* [WORK INSTRUCTIONS]: Every record listed below should be copied exactly.

^^^^^^^^

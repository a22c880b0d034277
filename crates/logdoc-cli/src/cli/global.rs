//! Global arguments that apply to every subcommand.
//!
//! Declared here and flattened into [`super::Cli`] so that `-v`, `-q`, etc.
//! are available on any invocation without repetition.

use clap::Args;
use std::path::PathBuf;

/// Global arguments for all commands.
#[derive(Debug, Clone, Default, Args)]
pub struct GlobalArgs {
    /// Increase logging verbosity.
    ///
    /// Pass once for INFO (`-v`), twice for DEBUG (`-vv`), three times for
    /// TRACE (`-vvv`). Conflicts with `--quiet`.
    #[arg(
        short = 'v',
        long = "verbose",
        action = clap::ArgAction::Count,
        global = true,
        help = "Increase verbosity (-v, -vv, -vvv)",
        long_help = "Increase logging verbosity:
    (none)  - Only warnings and errors
    -v      - Info level (one line per generated file)
    -vv     - Debug level (template and document lookups)
    -vvv    - Trace level (very verbose)"
    )]
    pub verbose: u8,

    /// Suppress all non-error output.
    #[arg(
        short = 'q',
        long = "quiet",
        global = true,
        conflicts_with = "verbose",
        help = "Suppress non-error output"
    )]
    pub quiet: bool,

    /// Disable ANSI colour codes.
    ///
    /// Automatically honoured when `NO_COLOR` is set in the environment
    /// (see <https://no-color.org>).
    #[arg(
        long = "no-color",
        global = true,
        env = "NO_COLOR",
        value_parser = clap::builder::FalseyValueParser::new(),
        help = "Disable colored output"
    )]
    pub no_color: bool,

    /// Configuration file path.
    #[arg(
        short = 'c',
        long = "config",
        global = true,
        value_name = "FILE",
        help = "Configuration file path"
    )]
    pub config: Option<PathBuf>,

    /// Machine-readable output format.
    #[arg(
        long = "output-format",
        global = true,
        value_enum,
        default_value = "auto",
        help = "Output format"
    )]
    pub output_format: OutputFormat,
}

/// How the CLI should render its output.
#[derive(Debug, Clone, Copy, Default, PartialEq, Eq, clap::ValueEnum)]
pub enum OutputFormat {
    /// Auto-detect based on terminal.
    #[default]
    Auto,
    /// Human-readable with colors.
    Human,
    /// Plain text without colors.
    Plain,
    /// JSON output.
    Json,
}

^^^^^^^^

* [ANSWER TO THE EXERCISE]:
repository a22c880b0d034277
filename crates/logdoc-cli/src/cli/global.rs
//! Global arguments that apply to every subcommand.
//!
//! Declared here and flattened into [`super::Cli`] so that `-v`, `-q`, etc.
//! are available on any invocation without repetition.

use clap::Args;
use std::path::PathBuf;

/// Global arguments for all commands.
#[derive(Debug, Clone, Default, Args)]
pub struct GlobalArgs {
    /// Increase logging verbosity.
    ///
    /// Pass once for INFO (`-v`), twice for DEBUG (`-vv`), three times for
    /// TRACE (`-vvv`). Conflicts with `--quiet`.
    #[arg(
        short = 'v',
        long = "verbose",
        action = clap::ArgAction::Count,
        global = true,
        help = "Increase verbosity (-v, -vv, -vvv)",
        long_help = "Increase logging verbosity:
    (none)  - Only warnings and errors
    -v      - Info level (one line per generated file)
    -vv     - Debug level (template and document lookups)
    -vvv    - Trace level (very verbose)"
    )]
    pub verbose: u8,

    /// Suppress all non-error output.
    #[arg(
        short = 'q',
        long = "quiet",
        global = true,
        conflicts_with = "verbose",
        help = "Suppress non-error output"
    )]
    pub quiet: bool,

    /// Disable ANSI colour codes.
    ///
    /// Automatically honoured when `NO_COLOR` is set in the environment
    /// (see <https://no-color.org>).
    #[arg(
        long = "no-color",
        global = true,
        env = "NO_COLOR",
        value_parser = clap::builder::FalseyValueParser::new(),
        help = "Disable colored output"
    )]
    pub no_color: bool,

    /// Configuration file path.
    #[arg(
        short = 'c',
        long = "config",
        global = true,
        value_name = "FILE",
        help = "Configuration file path"
    )]
    pub config: Option<PathBuf>,

    /// Machine-readable output format.
    #[arg(
        long = "output-format",
        global = true,
        value_enum,
        default_value = "auto",
        help = "Output format"
    )]
    pub output_format: OutputFormat,
}

/// How the CLI should render its output.
#[derive(Debug, Clone, Copy, Default, PartialEq, Eq, clap::ValueEnum)]
pub enum OutputFormat {
    /// Auto-detect based on terminal.
    #[default]
    Auto,
    /// Human-readable with colors.
    Human,
    /// Plain text without colors.
    Plain,
    /// JSON output.
    Json,
}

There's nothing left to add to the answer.